Working data below:
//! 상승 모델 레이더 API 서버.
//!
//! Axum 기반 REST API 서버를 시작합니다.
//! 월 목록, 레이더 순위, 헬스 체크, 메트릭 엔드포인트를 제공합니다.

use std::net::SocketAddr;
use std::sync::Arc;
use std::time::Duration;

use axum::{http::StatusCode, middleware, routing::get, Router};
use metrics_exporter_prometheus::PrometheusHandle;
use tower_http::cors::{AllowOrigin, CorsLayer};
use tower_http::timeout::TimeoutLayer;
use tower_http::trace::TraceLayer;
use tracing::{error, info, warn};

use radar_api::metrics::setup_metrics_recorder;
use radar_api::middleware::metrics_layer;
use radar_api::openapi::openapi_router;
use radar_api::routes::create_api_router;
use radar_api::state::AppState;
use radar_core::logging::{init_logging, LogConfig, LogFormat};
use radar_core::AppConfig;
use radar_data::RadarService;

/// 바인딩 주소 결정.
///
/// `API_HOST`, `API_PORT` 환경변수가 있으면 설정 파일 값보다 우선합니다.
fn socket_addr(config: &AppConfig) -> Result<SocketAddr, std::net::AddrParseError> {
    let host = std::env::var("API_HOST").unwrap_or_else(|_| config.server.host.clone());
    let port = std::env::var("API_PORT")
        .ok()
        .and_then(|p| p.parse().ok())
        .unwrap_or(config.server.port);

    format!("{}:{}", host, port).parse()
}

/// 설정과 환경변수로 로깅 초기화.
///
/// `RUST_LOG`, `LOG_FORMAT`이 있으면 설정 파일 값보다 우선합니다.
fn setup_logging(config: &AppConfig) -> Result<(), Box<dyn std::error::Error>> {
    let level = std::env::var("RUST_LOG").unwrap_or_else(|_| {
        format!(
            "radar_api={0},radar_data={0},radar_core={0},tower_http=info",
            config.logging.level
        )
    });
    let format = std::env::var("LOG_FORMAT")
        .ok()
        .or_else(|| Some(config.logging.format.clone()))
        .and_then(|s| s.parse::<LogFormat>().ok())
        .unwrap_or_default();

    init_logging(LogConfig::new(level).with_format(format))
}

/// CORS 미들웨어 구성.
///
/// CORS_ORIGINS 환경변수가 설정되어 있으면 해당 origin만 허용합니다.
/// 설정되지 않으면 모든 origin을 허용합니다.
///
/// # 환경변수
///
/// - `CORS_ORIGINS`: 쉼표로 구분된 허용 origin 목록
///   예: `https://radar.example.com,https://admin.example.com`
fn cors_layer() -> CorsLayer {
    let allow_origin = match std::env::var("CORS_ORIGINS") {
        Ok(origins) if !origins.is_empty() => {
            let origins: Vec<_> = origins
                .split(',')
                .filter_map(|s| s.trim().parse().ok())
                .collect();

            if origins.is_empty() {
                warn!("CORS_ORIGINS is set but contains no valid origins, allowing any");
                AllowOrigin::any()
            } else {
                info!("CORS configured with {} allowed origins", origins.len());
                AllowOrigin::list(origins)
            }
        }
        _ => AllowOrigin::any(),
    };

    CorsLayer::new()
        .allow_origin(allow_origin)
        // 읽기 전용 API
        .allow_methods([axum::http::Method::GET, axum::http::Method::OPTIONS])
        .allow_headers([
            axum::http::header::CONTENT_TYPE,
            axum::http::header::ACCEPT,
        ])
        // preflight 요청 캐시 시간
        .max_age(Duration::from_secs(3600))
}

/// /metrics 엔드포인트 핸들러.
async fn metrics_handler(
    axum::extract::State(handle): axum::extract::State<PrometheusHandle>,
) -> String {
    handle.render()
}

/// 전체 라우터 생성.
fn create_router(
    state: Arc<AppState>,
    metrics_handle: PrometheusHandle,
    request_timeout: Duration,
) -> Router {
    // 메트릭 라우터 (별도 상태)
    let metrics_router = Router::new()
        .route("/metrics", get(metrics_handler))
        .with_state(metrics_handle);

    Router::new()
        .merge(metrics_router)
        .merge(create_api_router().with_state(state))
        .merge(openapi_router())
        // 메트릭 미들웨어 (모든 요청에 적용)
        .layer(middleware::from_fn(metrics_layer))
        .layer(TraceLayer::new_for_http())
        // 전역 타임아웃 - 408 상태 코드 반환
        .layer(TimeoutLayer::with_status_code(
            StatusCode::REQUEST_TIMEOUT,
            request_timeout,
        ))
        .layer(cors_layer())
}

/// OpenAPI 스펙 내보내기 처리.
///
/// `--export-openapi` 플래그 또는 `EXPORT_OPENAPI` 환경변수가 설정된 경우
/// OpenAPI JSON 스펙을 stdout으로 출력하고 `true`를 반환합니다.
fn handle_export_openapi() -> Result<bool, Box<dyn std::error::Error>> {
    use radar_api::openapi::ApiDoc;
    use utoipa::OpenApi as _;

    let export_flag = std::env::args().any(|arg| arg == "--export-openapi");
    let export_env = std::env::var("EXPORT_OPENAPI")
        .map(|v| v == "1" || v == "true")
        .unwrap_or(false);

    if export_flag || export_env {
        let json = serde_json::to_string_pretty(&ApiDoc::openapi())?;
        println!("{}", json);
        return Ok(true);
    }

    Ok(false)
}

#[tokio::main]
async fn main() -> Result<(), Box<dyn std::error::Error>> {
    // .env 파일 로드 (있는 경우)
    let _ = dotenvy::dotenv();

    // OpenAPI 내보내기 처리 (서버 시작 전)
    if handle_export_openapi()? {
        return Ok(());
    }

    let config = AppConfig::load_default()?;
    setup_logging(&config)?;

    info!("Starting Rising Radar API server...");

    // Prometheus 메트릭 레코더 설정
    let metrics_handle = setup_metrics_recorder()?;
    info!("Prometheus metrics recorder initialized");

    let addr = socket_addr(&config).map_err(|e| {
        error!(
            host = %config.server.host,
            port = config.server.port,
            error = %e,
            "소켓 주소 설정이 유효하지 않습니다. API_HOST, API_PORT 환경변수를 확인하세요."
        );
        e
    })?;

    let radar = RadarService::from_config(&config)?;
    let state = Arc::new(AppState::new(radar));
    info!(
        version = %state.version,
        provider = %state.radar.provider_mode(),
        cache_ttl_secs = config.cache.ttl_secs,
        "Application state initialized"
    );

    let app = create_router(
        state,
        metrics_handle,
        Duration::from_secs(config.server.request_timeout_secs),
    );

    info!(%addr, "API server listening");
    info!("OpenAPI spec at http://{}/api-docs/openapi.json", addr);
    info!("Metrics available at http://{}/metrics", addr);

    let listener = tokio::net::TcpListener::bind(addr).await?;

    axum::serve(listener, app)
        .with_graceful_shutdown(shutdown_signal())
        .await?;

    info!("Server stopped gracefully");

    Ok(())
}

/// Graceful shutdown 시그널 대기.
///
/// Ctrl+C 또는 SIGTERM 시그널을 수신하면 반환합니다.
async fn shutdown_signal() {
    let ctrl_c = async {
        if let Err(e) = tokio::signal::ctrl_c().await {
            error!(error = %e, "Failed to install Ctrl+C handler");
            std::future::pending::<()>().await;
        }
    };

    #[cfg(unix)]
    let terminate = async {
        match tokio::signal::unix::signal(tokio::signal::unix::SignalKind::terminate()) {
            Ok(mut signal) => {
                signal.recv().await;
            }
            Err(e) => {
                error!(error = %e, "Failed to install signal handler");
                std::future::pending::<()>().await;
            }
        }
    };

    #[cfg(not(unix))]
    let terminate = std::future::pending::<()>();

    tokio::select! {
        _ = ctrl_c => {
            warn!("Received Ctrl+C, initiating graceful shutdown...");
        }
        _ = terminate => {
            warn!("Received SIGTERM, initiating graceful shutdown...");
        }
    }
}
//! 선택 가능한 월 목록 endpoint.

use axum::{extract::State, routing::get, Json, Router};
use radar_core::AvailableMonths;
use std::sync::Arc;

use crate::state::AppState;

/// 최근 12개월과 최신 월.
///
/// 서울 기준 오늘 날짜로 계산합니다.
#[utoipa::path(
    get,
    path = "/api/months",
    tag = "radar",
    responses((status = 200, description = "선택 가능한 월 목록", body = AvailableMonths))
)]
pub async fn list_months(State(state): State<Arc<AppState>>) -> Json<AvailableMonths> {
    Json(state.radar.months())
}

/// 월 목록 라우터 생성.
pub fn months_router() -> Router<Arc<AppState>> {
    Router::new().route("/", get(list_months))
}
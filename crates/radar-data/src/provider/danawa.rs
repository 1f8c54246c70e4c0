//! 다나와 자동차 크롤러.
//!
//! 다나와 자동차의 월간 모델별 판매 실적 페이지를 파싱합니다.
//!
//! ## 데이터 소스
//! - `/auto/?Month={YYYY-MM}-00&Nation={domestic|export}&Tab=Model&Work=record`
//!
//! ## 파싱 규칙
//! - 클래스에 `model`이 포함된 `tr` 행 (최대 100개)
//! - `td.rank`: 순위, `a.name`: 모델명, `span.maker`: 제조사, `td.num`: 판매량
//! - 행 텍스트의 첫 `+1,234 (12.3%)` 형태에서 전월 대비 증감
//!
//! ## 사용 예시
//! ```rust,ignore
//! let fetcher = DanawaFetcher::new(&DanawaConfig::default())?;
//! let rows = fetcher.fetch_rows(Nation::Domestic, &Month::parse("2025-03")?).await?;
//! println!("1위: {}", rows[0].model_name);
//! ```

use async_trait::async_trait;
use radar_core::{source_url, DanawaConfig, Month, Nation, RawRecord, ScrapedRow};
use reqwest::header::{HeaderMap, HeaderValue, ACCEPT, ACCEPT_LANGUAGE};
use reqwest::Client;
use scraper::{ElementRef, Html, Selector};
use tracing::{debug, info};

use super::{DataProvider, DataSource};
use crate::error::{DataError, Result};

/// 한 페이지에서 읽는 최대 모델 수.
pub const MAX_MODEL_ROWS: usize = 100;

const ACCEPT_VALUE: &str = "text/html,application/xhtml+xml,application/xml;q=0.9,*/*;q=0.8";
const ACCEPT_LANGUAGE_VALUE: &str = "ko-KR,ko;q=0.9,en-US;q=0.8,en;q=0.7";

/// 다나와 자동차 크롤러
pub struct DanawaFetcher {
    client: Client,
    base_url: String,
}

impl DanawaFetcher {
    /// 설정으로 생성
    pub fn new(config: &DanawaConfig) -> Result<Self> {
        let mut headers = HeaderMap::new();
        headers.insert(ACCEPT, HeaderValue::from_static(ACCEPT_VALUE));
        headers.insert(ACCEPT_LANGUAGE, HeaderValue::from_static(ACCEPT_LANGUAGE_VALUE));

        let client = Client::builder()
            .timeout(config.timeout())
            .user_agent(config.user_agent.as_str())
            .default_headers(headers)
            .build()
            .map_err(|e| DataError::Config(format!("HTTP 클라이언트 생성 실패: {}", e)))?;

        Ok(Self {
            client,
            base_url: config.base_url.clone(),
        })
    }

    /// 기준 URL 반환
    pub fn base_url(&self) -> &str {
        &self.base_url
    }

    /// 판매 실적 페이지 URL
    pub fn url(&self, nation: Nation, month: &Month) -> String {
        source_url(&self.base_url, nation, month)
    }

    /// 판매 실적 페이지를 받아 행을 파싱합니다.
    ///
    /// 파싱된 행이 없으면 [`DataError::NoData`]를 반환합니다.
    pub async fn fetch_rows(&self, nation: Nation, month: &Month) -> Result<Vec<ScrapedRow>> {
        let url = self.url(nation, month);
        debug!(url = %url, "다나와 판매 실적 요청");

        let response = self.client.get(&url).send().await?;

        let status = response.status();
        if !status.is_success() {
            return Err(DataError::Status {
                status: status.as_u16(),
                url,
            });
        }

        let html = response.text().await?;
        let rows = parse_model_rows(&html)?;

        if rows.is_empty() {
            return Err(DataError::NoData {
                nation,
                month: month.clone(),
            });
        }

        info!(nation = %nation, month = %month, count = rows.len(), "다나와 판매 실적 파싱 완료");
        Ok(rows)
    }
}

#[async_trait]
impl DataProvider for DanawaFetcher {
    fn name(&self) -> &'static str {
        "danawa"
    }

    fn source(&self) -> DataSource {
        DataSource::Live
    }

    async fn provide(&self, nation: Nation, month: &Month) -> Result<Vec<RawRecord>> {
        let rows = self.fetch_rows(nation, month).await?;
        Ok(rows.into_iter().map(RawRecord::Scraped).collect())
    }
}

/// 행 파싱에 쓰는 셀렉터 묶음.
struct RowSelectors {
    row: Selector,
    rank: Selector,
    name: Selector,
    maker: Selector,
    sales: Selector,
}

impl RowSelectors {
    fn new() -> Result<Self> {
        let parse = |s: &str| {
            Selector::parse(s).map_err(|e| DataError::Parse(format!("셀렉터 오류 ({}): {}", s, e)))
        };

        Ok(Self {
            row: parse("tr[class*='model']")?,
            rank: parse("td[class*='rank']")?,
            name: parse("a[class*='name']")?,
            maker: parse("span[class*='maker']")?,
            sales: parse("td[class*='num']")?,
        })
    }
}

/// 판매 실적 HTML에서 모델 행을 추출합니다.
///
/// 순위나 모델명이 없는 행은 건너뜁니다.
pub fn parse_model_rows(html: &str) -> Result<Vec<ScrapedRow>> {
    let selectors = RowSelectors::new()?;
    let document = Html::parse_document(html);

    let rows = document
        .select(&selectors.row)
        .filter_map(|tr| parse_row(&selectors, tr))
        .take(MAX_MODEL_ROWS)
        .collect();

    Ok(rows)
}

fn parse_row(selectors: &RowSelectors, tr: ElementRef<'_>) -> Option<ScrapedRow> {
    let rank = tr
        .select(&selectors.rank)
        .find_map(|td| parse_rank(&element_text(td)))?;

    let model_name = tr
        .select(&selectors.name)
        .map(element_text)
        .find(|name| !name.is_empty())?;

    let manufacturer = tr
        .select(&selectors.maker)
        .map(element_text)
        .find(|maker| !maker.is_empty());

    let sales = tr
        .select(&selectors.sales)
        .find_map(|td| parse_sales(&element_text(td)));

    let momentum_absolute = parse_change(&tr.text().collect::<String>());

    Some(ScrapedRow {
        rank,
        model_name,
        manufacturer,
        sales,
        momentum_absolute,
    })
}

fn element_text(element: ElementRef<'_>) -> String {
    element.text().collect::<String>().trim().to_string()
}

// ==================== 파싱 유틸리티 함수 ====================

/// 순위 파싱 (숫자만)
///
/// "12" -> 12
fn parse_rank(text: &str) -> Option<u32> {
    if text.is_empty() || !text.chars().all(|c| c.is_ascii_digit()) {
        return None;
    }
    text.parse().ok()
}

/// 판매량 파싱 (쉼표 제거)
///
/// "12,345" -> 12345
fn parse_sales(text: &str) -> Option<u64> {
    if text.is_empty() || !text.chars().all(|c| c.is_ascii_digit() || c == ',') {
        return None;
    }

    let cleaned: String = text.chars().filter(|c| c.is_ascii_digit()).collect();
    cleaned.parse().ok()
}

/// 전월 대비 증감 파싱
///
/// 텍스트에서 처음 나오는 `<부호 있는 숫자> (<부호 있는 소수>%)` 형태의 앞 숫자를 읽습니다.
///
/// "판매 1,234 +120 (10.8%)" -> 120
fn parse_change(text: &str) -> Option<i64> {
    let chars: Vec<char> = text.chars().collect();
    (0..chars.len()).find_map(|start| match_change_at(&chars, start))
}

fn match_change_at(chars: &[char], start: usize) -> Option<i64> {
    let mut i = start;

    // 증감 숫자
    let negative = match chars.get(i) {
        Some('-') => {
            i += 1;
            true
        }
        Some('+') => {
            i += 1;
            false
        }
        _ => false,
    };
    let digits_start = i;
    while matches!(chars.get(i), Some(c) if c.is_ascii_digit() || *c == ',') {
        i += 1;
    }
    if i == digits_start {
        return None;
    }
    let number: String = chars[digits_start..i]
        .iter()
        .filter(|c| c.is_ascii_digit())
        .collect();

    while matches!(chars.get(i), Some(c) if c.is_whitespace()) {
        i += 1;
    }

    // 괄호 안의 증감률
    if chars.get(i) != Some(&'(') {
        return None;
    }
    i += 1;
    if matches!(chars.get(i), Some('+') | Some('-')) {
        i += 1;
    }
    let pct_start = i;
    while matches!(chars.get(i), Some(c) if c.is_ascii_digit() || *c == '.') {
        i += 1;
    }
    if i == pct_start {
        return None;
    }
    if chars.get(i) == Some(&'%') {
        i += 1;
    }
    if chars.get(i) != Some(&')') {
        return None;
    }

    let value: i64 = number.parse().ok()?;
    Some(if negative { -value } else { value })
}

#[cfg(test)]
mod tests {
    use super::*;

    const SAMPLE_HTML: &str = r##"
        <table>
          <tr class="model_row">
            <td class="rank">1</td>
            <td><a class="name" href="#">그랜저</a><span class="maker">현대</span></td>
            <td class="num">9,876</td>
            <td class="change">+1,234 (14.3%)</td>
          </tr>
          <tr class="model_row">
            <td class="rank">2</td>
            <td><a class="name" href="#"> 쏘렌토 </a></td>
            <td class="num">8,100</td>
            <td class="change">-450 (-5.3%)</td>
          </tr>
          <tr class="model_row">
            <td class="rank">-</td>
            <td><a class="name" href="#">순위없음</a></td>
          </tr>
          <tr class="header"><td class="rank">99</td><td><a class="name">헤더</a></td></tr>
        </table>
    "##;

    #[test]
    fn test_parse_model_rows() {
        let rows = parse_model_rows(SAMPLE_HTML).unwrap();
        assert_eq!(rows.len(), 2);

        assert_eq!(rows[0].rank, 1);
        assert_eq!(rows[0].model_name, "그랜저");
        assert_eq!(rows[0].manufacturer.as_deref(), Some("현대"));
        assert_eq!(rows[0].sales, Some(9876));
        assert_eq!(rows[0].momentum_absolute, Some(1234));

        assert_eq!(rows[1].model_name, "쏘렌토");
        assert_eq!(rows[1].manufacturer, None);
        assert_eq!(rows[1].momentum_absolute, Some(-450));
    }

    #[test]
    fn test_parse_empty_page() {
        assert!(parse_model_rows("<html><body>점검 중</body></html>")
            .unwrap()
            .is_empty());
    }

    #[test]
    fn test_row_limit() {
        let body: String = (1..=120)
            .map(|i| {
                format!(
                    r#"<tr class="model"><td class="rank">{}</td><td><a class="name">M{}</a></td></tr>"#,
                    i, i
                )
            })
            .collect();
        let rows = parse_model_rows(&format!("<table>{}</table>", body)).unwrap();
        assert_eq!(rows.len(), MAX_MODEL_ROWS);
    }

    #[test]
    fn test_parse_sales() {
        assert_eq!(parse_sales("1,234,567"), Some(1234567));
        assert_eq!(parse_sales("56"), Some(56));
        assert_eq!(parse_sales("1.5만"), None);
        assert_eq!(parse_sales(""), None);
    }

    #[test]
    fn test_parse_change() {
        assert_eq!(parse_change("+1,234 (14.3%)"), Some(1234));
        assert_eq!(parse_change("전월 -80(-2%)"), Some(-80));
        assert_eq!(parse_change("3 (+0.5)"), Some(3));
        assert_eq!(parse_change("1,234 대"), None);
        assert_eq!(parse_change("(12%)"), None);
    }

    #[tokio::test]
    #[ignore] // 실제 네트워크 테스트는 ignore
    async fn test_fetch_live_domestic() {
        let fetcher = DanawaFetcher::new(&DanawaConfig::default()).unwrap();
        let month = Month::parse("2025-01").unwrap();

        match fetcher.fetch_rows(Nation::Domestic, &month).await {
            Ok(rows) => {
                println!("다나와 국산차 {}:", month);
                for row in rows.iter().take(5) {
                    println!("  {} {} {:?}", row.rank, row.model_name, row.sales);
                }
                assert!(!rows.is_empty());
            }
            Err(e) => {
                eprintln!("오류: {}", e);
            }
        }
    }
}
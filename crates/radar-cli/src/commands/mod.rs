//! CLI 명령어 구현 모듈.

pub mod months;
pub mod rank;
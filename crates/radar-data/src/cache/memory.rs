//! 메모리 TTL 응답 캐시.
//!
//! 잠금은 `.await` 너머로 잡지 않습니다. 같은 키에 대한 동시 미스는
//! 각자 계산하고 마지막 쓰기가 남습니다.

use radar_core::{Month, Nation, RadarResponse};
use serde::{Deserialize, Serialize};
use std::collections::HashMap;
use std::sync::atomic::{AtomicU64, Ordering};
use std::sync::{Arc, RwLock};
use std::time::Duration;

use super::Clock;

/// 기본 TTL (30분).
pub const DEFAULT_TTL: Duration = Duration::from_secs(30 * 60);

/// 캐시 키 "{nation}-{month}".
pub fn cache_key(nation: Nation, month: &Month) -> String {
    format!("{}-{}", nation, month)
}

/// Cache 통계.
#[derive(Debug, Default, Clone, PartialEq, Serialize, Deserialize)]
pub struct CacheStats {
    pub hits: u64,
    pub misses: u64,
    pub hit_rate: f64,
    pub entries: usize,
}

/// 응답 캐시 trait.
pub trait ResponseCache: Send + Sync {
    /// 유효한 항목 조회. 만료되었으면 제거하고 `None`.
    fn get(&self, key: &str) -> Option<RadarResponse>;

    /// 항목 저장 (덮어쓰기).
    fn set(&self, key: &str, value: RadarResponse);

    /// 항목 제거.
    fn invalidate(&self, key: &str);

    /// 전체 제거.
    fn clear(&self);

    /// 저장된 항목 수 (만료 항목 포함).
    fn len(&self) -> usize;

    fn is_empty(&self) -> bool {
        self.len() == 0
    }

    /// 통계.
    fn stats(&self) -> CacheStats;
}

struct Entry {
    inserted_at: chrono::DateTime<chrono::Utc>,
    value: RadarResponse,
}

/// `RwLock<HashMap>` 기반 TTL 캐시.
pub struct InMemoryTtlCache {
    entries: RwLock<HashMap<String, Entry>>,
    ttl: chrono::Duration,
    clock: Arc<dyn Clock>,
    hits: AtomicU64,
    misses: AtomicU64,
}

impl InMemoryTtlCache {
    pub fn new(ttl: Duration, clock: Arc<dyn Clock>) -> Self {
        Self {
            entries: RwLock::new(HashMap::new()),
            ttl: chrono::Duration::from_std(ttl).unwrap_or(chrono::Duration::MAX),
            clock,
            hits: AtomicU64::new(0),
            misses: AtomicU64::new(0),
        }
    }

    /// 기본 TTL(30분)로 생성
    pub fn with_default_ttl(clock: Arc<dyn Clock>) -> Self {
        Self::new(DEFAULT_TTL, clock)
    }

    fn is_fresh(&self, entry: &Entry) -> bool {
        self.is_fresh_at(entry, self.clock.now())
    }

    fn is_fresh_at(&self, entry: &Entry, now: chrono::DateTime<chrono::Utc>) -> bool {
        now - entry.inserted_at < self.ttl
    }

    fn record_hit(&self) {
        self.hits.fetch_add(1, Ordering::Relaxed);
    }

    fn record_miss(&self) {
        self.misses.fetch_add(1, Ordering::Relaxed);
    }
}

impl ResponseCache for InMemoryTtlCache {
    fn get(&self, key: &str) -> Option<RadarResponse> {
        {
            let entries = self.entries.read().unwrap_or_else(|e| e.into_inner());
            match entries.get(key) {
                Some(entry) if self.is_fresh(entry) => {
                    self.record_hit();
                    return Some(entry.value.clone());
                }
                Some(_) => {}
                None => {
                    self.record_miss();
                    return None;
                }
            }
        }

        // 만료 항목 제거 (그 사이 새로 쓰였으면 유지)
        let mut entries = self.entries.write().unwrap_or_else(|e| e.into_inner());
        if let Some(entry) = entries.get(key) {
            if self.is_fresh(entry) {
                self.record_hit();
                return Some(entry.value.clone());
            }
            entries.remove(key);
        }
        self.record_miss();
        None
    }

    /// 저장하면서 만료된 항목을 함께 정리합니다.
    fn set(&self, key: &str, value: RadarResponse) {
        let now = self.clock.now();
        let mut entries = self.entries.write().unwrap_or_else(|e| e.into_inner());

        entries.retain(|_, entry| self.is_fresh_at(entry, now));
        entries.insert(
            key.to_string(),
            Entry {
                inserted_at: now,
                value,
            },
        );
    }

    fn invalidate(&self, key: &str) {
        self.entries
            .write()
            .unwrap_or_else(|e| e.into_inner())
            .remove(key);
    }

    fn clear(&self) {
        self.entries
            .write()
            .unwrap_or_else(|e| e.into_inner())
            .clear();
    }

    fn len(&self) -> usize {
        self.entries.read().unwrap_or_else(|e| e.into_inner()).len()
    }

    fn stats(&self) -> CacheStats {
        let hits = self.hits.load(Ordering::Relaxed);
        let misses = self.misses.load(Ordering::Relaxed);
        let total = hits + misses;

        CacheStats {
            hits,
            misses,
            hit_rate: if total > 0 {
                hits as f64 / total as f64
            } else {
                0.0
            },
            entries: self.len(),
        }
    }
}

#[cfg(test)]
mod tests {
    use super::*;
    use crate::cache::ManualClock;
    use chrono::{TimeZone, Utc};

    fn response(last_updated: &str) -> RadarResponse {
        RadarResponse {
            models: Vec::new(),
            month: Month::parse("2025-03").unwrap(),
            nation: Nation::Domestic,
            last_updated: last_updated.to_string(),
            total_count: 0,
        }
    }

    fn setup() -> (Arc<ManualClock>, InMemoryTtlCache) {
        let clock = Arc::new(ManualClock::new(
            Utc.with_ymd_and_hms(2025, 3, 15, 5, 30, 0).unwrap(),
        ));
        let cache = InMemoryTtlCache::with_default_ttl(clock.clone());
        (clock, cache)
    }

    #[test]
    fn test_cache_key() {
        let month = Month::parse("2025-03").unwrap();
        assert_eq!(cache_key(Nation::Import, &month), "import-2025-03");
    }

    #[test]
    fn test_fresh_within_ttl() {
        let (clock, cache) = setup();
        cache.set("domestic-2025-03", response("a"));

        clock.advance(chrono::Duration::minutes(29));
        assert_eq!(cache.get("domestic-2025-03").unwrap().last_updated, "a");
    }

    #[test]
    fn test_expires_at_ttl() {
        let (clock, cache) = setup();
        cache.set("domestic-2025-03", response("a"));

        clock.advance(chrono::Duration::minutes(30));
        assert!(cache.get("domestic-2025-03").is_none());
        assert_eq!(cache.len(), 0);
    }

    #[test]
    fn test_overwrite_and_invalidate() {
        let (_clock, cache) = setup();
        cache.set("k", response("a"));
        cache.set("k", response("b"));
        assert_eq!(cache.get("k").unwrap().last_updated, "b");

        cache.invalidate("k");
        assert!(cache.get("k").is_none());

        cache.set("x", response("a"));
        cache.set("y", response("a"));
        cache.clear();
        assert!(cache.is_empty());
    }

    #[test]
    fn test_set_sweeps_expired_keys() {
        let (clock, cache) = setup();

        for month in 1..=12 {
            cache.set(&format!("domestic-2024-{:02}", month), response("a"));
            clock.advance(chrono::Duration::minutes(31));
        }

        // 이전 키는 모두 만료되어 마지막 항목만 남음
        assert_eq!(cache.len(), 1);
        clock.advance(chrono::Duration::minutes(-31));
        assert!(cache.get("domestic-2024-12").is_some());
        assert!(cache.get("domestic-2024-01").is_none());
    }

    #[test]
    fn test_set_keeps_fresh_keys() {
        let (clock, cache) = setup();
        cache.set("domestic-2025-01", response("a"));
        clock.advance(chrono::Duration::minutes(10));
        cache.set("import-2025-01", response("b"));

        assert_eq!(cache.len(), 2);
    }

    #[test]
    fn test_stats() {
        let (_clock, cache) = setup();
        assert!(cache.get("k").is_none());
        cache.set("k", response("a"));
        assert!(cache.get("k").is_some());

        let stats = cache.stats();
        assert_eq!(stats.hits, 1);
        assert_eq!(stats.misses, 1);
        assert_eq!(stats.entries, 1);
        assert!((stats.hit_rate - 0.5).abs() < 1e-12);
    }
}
End of Working data.
Task directions: What are the lines of the data above that include the string "warn"? Copy them.

Output below:
use tracing::{error, info, warn};
                warn!("CORS_ORIGINS is set but contains no valid origins, allowing any");
            warn!("Received Ctrl+C, initiating graceful shutdown...");
            warn!("Received SIGTERM, initiating graceful shutdown...");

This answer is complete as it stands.